Opinión

El vestido de Iria

“Callar y quemarse es el castigo más grande 
que nos podemos echar encima” 
(Bodas de Sangre. Federico García Lorca)

A poco más de un mes desde que comenzara esta nueva manera de vivir, ya es incuestionable que todo avanzará muy, muy despacio. La pausa impuesta desde un control remoto será más larga de lo calculado y la posibilidad de tomar atajos, para llegar a la programada meta volante, se ha esfumado. Mi vecina Iria no hace mucho que ha comenzado a digerir esta implacable realidad. Aún se reactivan los ardores que padecía cuando intentaba negarla. Revolvía con un desmedido apetito las miles de noticias y datos que revoloteaban alrededor del virus. Quería encontrar, entre todas esas palabras y estadísticas vomitadas desde tantas bocas, una ligera esperanza para mantener en pie lo que intuía se había derrumbado. No podía aceptar que el trabajo de meses organizando, programando, decidiendo, se hubiera escurrido por sumideros desconocidos. Entendía Iria que ese encogimiento de estómago no lo provocaba el tiempo desperdiciado, intuía que la úlcera más sangrante la desencadenaba la pérdida de su momento. Ese que con tanto mimo fue cocinando durante meses, mezclando ingredientes, experimentando, probando y preparando la receta final. Sabe que no será una pérdida eterna, que en algún momento pondrá el contador a cero y todo se reiniciará, pero presiente que no será lo mismo, que algo se habrá descompuesto. Y teme que haya secuelas de unos restos mal reciclados. 

Iria ya había decidido el color de las flores; el sabor del postre; la lista musical; quién se sentaba con quién… Tantas idas y venidas, acuerdos y desacuerdos, pactos sellados, consensos tácitos y silencios prometidos ahora ya no sirven de nada. Iria está apoyada en el balcón y mira hacia la calle. Mientras intenta mantener el equilibrio, se reconoce a sí misma que tampoco será tan complicado no caer. Este inmenso tsunami, que tantas cosas está engullendo en el mundo, a ella tan sólo la ha rozado con unas pequeñas ondas. Su pérdida no es irreparable, de momento ni tan siquiera es una pérdida, tan sólo el aplazamiento de la ejecución de un sueño. Aún así no puede evitar que el malestar se instale en ella y duda si tiene derecho a sentirse así. Todo es confuso en el mundo de Iria. Piensa una cosa y la contraria en cuestión de segundos.
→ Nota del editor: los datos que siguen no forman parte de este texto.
//! Periodic liveness checks against the remote peer.
use crate::config::PingConfig;
use crate::runtime::Peer;
use tokio::task::JoinHandle;
use tokio_util::sync::CancellationToken;
use tracing::*;

/// Pings the peer on a fixed interval and calls back after too many consecutive failures.
///
/// The failure count starts over after each callback, so a peer that stays dead triggers the
/// callback every `max_failures` intervals.  Stops when dropped.
#[derive(Debug)]
pub struct PingScheduler {
    cancel: CancellationToken,
    task: JoinHandle<()>,
}

impl PingScheduler {
    pub fn start<F>(peer: Peer, config: PingConfig, on_failure: F) -> Self
    where
        F: Fn(u32) + Send + Sync + 'static,
    {
        let cancel = CancellationToken::new();
        let max_failures = config.max_failures.max(1);

        let task = tokio::spawn({
            let cancel = cancel.clone();
            async move {
                let mut failures = 0u32;
                loop {
                    tokio::select! {
                        _ = cancel.cancelled() => break,
                        _ = tokio::time::sleep(config.interval()) => {}
                    }

                    let ping = peer.request_with_timeout("ping", None, config.timeout());
                    let result = tokio::select! {
                        _ = cancel.cancelled() => break,
                        result = ping => result,
                    };

                    match result {
                        Ok(_) => {
                            if failures > 0 {
                                debug!(failures, "Peer answered ping again");
                            }
                            failures = 0;
                        }
                        Err(e) => {
                            failures += 1;
                            warn!(error = %e, failures, "Ping failed");
                            if failures >= max_failures {
                                on_failure(failures);
                                failures = 0;
                            }
                        }
                    }
                }
                trace!("Ping scheduler stopped");
            }
        });

        Self { cancel, task }
    }

    pub fn stop(&self) {
        self.cancel.cancel();
    }

    pub fn is_finished(&self) -> bool {
        self.task.is_finished()
    }
}

impl Drop for PingScheduler {
    fn drop(&mut self) {
        self.cancel.cancel();
    }
}

#[cfg(test)]
mod tests {
    use super::*;
    use crate::config::RuntimeConfig;
    use crate::runtime::RequestHandler;
    use crate::test_helpers::init_test_logging;
    use mcplink_jsonrpc::transport::duplex;
    use std::sync::atomic::{AtomicU32, Ordering};
    use std::sync::Arc;
    use std::time::Duration;

    struct NoHandler;
    impl RequestHandler for NoHandler {}

    fn config() -> PingConfig {
        PingConfig {
            interval_ms: 50,
            timeout_ms: 50,
            max_failures: 2,
        }
    }

    #[tokio::test]
    async fn live_peer_never_fails() -> anyhow::Result<()> {
        init_test_logging();
        let (a, b) = duplex(4096);
        let runtime = RuntimeConfig::default();
        let (pinger, responder) = (Peer::new(Arc::new(a), &runtime), Peer::new(Arc::new(b), &runtime));
        for peer in [pinger.clone(), responder.clone()] {
            tokio::spawn(async move { peer.serve(Arc::new(Pong)).await });
        }

        let failures = Arc::new(AtomicU32::new(0));
        let scheduler = PingScheduler::start(pinger, config(), {
            let failures = failures.clone();
            move |_| {
                failures.fetch_add(1, Ordering::SeqCst);
            }
        });

        tokio::time::sleep(Duration::from_millis(300)).await;
        assert_eq!(failures.load(Ordering::SeqCst), 0);

        scheduler.stop();
        tokio::time::sleep(Duration::from_millis(20)).await;
        assert!(scheduler.is_finished());
        Ok(())
    }

    #[tokio::test]
    async fn silent_peer_triggers_callback() -> anyhow::Result<()> {
        init_test_logging();
        // The other end is never served, so pings go unanswered
        let (a, _b) = duplex(4096);
        let pinger = Peer::new(Arc::new(a), &RuntimeConfig::default());
        tokio::spawn({
            let pinger = pinger.clone();
            async move { pinger.serve(Arc::new(NoHandler)).await }
        });

        let (sender, mut callbacks) = tokio::sync::mpsc::unbounded_channel();
        let _scheduler = PingScheduler::start(pinger, config(), move |failures| {
            let _ = sender.send(failures);
        });

        let failures = tokio::time::timeout(Duration::from_secs(2), callbacks.recv()).await?;
        assert_eq!(failures, Some(2));
        Ok(())
    }

    #[tokio::test]
    async fn stopping_mid_ping_releases_the_request() -> anyhow::Result<()> {
        init_test_logging();
        let (a, _b) = duplex(4096);
        let pinger = Peer::new(Arc::new(a), &RuntimeConfig::default());
        tokio::spawn({
            let pinger = pinger.clone();
            async move { pinger.serve(Arc::new(NoHandler)).await }
        });

        let config = PingConfig {
            interval_ms: 10,
            timeout_ms: 60_000,
            max_failures: 3,
        };
        let scheduler = PingScheduler::start(pinger.clone(), config, |_| {});

        tokio::time::sleep(Duration::from_millis(100)).await;
        assert_eq!(pinger.pending_len(), 1);

        scheduler.stop();
        tokio::time::sleep(Duration::from_millis(20)).await;
        assert!(scheduler.is_finished());
        assert_eq!(pinger.pending_len(), 0);
        Ok(())
    }

    struct Pong;

    #[async_trait::async_trait]
    impl RequestHandler for Pong {
        async fn handle_request(
            &self,
            method: &str,
            _params: Option<serde_json::Value>,
            _context: crate::runtime::MethodContext,
        ) -> Result<serde_json::Value, mcplink_jsonrpc::JsonRpcError> {
            match method {
                "ping" => Ok(serde_json::json!({})),
                other => Err(mcplink_jsonrpc::JsonRpcError::method_not_found(other)),
            }
        }
    }
}
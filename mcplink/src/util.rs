use base64::Engine;
use rand::RngCore;

/// Random URL-safe identifier made from `bytes` random bytes
pub(crate) fn random_token(bytes: usize) -> String {
    let mut buf = vec![0u8; bytes];
    rand::thread_rng().fill_bytes(&mut buf);
    base64::engine::general_purpose::URL_SAFE_NO_PAD.encode(buf)
}

/// True if every character is visible ASCII, which is all session IDs and protocol versions may
/// contain.
pub(crate) fn is_visible_ascii(value: &str) -> bool {
    value.bytes().all(|b| (0x21..=0x7e).contains(&b))
}
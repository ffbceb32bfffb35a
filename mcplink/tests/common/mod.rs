#![allow(dead_code)]

use mcplink::http::HttpServerTransport;
use mcplink::jsonrpc::JsonRpcError;
use mcplink::{
    Capability, CapabilitySet, HttpServerConfig, McpServer, MethodContext, RequestHandler,
    ServerConfig,
};
use serde_json::{json, Value};
use std::sync::{Arc, OnceLock};
use std::time::Duration;
use tokio::sync::mpsc;
use tracing_subscriber::{fmt::format::FmtSpan, EnvFilter};

static TRACING: OnceLock<()> = OnceLock::new();

pub fn init_test_logging() {
    TRACING.get_or_init(|| {
        let filter = std::env::var("RUST_LOG")
            .map(EnvFilter::new)
            .unwrap_or_else(|_| EnvFilter::new("debug"));

        tracing_subscriber::fmt()
            .with_env_filter(filter)
            .with_span_events(FmtSpan::CLOSE)
            .with_test_writer()
            .try_init()
            .ok();
    });
}

/// Tool handler used by the end-to-end tests.
///
/// `echo` answers right away; `slow` takes two seconds unless cancelled, and reports every
/// cancellation it sees on `cancelled`.
pub struct TestTools {
    cancelled: mpsc::UnboundedSender<String>,
}

impl TestTools {
    pub fn new() -> (Self, mpsc::UnboundedReceiver<String>) {
        let (cancelled, receiver) = mpsc::unbounded_channel();
        (Self { cancelled }, receiver)
    }
}

#[async_trait::async_trait]
impl RequestHandler for TestTools {
    async fn handle_request(
        &self,
        method: &str,
        params: Option<Value>,
        context: MethodContext,
    ) -> Result<Value, JsonRpcError> {
        if method != "tools/call" {
            return Err(JsonRpcError::method_not_found(method));
        }

        let name = params
            .as_ref()
            .and_then(|params| params.get("name"))
            .and_then(Value::as_str)
            .unwrap_or_default();
        match name {
            "echo" => Ok(json!({ "content": [{ "type": "text", "text": "echo" }] })),
            "slow" => {
                tokio::select! {
                    _ = tokio::time::sleep(Duration::from_secs(2)) => {
                        Ok(json!({ "content": [] }))
                    }
                    _ = context.abort_token().cancelled() => {
                        let _ = self.cancelled.send(context.request_id().to_string());
                        Err(JsonRpcError::internal("cancelled"))
                    }
                }
            }
            other => Err(JsonRpcError::invalid_params(format!("Unknown tool {other}"))),
        }
    }
}

pub struct HttpServer {
    pub transport: Arc<HttpServerTransport>,
    pub server: McpServer,
    pub cancelled: mpsc::UnboundedReceiver<String>,
}

/// Bind an HTTP server on a loopback port and start serving MCP on it
pub async fn start_http_server(config: HttpServerConfig) -> anyhow::Result<HttpServer> {
    let transport = Arc::new(HttpServerTransport::bind("127.0.0.1:0".parse()?, config).await?);
    let (tools, cancelled) = TestTools::new();

    let server = McpServer::new(
        transport.clone(),
        ServerConfig {
            capabilities: CapabilitySet::new()
                .with(Capability::Tools)
                .with(Capability::Logging),
            ..Default::default()
        },
        Arc::new(tools),
    );
    tokio::spawn({
        let server = server.clone();
        async move { server.serve().await }
    });

    Ok(HttpServer {
        transport,
        server,
        cancelled,
    })
}

pub fn initialize_body(id: i64) -> Value {
    json!({
        "jsonrpc": "2.0",
        "id": id,
        "method": "initialize",
        "params": {
            "protocolVersion": mcplink::LATEST_PROTOCOL_VERSION,
            "capabilities": {},
            "clientInfo": { "name": "raw", "version": "0" }
        }
    })
}

/// A POST with the headers every well-behaved client sends
pub fn post(http: &reqwest::Client, url: &str) -> reqwest::RequestBuilder {
    http.post(url)
        .header("origin", "http://127.0.0.1")
        .header("accept", "application/json, text/event-stream")
        .header("content-type", "application/json")
}

/// Run the handshake with raw HTTP requests.  Returns the session ID.
pub async fn raw_handshake(http: &reqwest::Client, url: &str) -> anyhow::Result<String> {
    let response = post(http, url)
        .body(initialize_body(1).to_string())
        .send()
        .await?;
    anyhow::ensure!(response.status() == 200, "initialize failed: {}", response.status());

    let session = response
        .headers()
        .get("mcp-session-id")
        .and_then(|v| v.to_str().ok())
        .map(str::to_string)
        .ok_or_else(|| anyhow::anyhow!("no session ID"))?;

    let response = post(http, url)
        .header("mcp-session-id", &session)
        .header("mcp-protocol-version", mcplink::LATEST_PROTOCOL_VERSION)
        .body(json!({"jsonrpc": "2.0", "method": "notifications/initialized"}).to_string())
        .send()
        .await?;
    anyhow::ensure!(response.status() == 202, "initialized failed: {}", response.status());

    Ok(session)
}
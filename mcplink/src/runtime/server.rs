use super::{MethodContext, Peer, RequestHandler};
use crate::config::ServerConfig;
use crate::error::{not_initialized, rate_limited, RpcError};
use crate::lifecycle::{Capability, InitializeRequest, InitializeResult, LifecycleState, ProtocolLifecycle};
use mcplink_jsonrpc::transport::{Transport, TransportError};
use mcplink_jsonrpc::{expect_params, JsonRpcError, RateLimiter};
use serde::{Deserialize, Serialize};
use serde_json::{json, Value};
use std::sync::{Arc, Mutex};
use tracing::*;

const LOG_MESSAGE_METHOD: &str = "notifications/message";

/// Severity of a log message sent to the client, lowest first
#[derive(
    Clone,
    Copy,
    Debug,
    PartialEq,
    Eq,
    PartialOrd,
    Ord,
    Serialize,
    Deserialize,
    strum::Display,
    strum::EnumString,
)]
#[serde(rename_all = "lowercase")]
#[strum(serialize_all = "lowercase")]
pub enum LoggingLevel {
    Debug,
    Info,
    Notice,
    Warning,
    Error,
    Critical,
    Alert,
    Emergency,
}

#[derive(Deserialize)]
struct SetLevelParams {
    level: LoggingLevel,
}

struct ServerCore {
    config: ServerConfig,
    lifecycle: ProtocolLifecycle,
    tools: RateLimiter,
    completions: RateLimiter,
    logs: RateLimiter,
    log_level: Mutex<LoggingLevel>,
    handler: Arc<dyn RequestHandler>,
}

/// The server role: answers the handshake and `ping` itself, refuses anything else until the
/// client has confirmed initialization, enforces declared capabilities and rate limits, and hands
/// the rest to the application's [`RequestHandler`].
#[derive(Clone)]
pub struct McpServer {
    peer: Peer,
    core: Arc<ServerCore>,
}

impl McpServer {
    pub fn new(
        transport: Arc<dyn Transport>,
        config: ServerConfig,
        handler: Arc<dyn RequestHandler>,
    ) -> Self {
        let peer = Peer::new(transport, &config.runtime);
        let limits = &config.runtime.rate_limits;
        let window = limits.window();

        let core = ServerCore {
            tools: RateLimiter::new(limits.tools_per_second, window),
            completions: RateLimiter::new(limits.completions_per_second, window),
            logs: RateLimiter::new(limits.logs_per_second, window),
            lifecycle: ProtocolLifecycle::new(),
            log_level: Mutex::new(LoggingLevel::Info),
            handler,
            config,
        };

        Self {
            peer,
            core: Arc::new(core),
        }
    }

    pub fn peer(&self) -> &Peer {
        &self.peer
    }

    pub fn lifecycle(&self) -> &ProtocolLifecycle {
        &self.core.lifecycle
    }

    pub fn log_level(&self) -> LoggingLevel {
        *self
            .core
            .log_level
            .lock()
            .unwrap_or_else(|poisoned| poisoned.into_inner())
    }

    /// Serve the connection until the client goes away
    pub async fn serve(&self) -> Result<(), TransportError> {
        info!(
            server = %self.core.config.server_info.name,
            version = %self.core.config.server_info.version,
            "Serving MCP connection"
        );
        self.peer.serve(self.core.clone()).await
    }

    /// Send a request to the client.  Methods that need a client capability fail locally if the
    /// client didn't declare it.
    pub async fn request(&self, method: &str, params: Option<Value>) -> Result<Value, RpcError> {
        self.core.lifecycle.ensure_operational(method)?;
        if let Some(capability) = Capability::required_by_client_method(method) {
            self.core.lifecycle.require_client_capability(capability)?;
        }
        self.peer.request(method, params).await
    }

    pub async fn notify(&self, method: &str, params: Option<Value>) -> Result<(), RpcError> {
        self.peer.notify(method, params).await
    }

    /// Send a log message to the client.  Returns `false` if it was filtered out by the level the
    /// client set, or dropped by the rate limiter.
    pub async fn send_log(
        &self,
        level: LoggingLevel,
        logger: Option<&str>,
        data: Value,
    ) -> Result<bool, RpcError> {
        if level < self.log_level() {
            return Ok(false);
        }
        if let Err(e) = self.core.logs.require_allowance(LOG_MESSAGE_METHOD) {
            debug!(error = %e, %level, "Log message rate limited; dropping");
            return Ok(false);
        }

        let mut params = json!({ "level": level, "data": data });
        if let Some(logger) = logger {
            params["logger"] = json!(logger);
        }
        self.peer.notify(LOG_MESSAGE_METHOD, Some(params)).await?;
        Ok(true)
    }

    pub async fn close(&self) -> Result<(), RpcError> {
        self.core.lifecycle.shutdown();
        self.peer.close().await
    }
}

impl ServerCore {
    fn initialize(&self, params: Option<&Value>) -> Result<Value, JsonRpcError> {
        let request: InitializeRequest = expect_params(params)?;
        debug!(
            client = %request.client_info.name,
            requested = %request.protocol_version,
            "Client initializing"
        );

        let result: InitializeResult = self.lifecycle.initialize(
            request,
            &self.config.server_info,
            &self.config.capabilities,
            self.config.instructions.as_deref(),
        )?;
        serde_json::to_value(result)
            .map_err(|e| JsonRpcError::internal(format!("Error serializing initialize result: {e}")))
    }

    fn set_level(&self, params: Option<&Value>) -> Result<Value, JsonRpcError> {
        let SetLevelParams { level } = expect_params(params)?;
        debug!(%level, "Client set log level");
        *self
            .log_level
            .lock()
            .unwrap_or_else(|poisoned| poisoned.into_inner()) = level;
        Ok(json!({}))
    }

    fn check_rate_limit(&self, method: &str, params: Option<&Value>) -> Result<(), JsonRpcError> {
        let code = self.config.runtime.rate_limits.error_code;
        let result = match method {
            "tools/call" => {
                let tool = params
                    .and_then(|params| params.get("name"))
                    .and_then(Value::as_str)
                    .unwrap_or_default();
                self.tools.require_allowance(tool)
            }
            "completion/complete" => self.completions.require_allowance(method),
            _ => Ok(()),
        };

        result.map_err(|e| {
            debug!(method, key = %e.key, "Rate limited");
            rate_limited(code, &e)
        })
    }
}

#[async_trait::async_trait]
impl RequestHandler for ServerCore {
    async fn handle_request(
        &self,
        method: &str,
        params: Option<Value>,
        context: MethodContext,
    ) -> Result<Value, JsonRpcError> {
        match method {
            "initialize" => self.initialize(params.as_ref()),
            "ping" => {
                self.lifecycle
                    .ensure_operational(method)
                    .map_err(|_| not_initialized())?;
                check_ping_params(params.as_ref())?;
                Ok(json!({}))
            }
            _ => {
                self.lifecycle
                    .ensure_operational(method)
                    .map_err(|_| not_initialized())?;
                if let Some(capability) = Capability::required_by_server_method(method) {
                    self.lifecycle.require_server_capability(capability)?;
                }
                self.check_rate_limit(method, params.as_ref())?;

                if method == "logging/setLevel" {
                    return self.set_level(params.as_ref());
                }
                self.handler.handle_request(method, params, context).await
            }
        }
    }

    async fn handle_notification(&self, method: &str, params: Option<Value>, peer: &Peer) {
        if method == "notifications/initialized" {
            if self.lifecycle.confirm_initialized() {
                info!("Client initialized");
                self.handler.on_initialized(peer).await;
            }
            return;
        }

        if self.lifecycle.state() == LifecycleState::Shutdown {
            trace!(method, "Ignoring notification after shutdown");
            return;
        }
        self.handler.handle_notification(method, params, peer).await;
    }

    async fn on_shutdown(&self) {
        self.lifecycle.shutdown();
        self.handler.on_shutdown().await;
    }
}

/// `ping` takes no params, apart from the `_meta` that any request may carry
pub(crate) fn check_ping_params(params: Option<&Value>) -> Result<(), JsonRpcError> {
    match params {
        None | Some(Value::Null) => Ok(()),
        Some(Value::Object(map)) if map.keys().all(|key| key == "_meta") => Ok(()),
        Some(_) => Err(JsonRpcError::invalid_params("ping takes no parameters")),
    }
}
Está abatida y, al mismo tiempo, se obliga a estar contenta porque lo suyo tiene remedio. No sabe qué tiene que sentir, qué es lo correcto en estos días, pero está desconsolada. Dentro de una semana estaría de boda. Entra en casa para establecer una videollamada. Mira hacia atrás y cambia bruscamente la postura: trae mala suerte que el novio vea el vestido.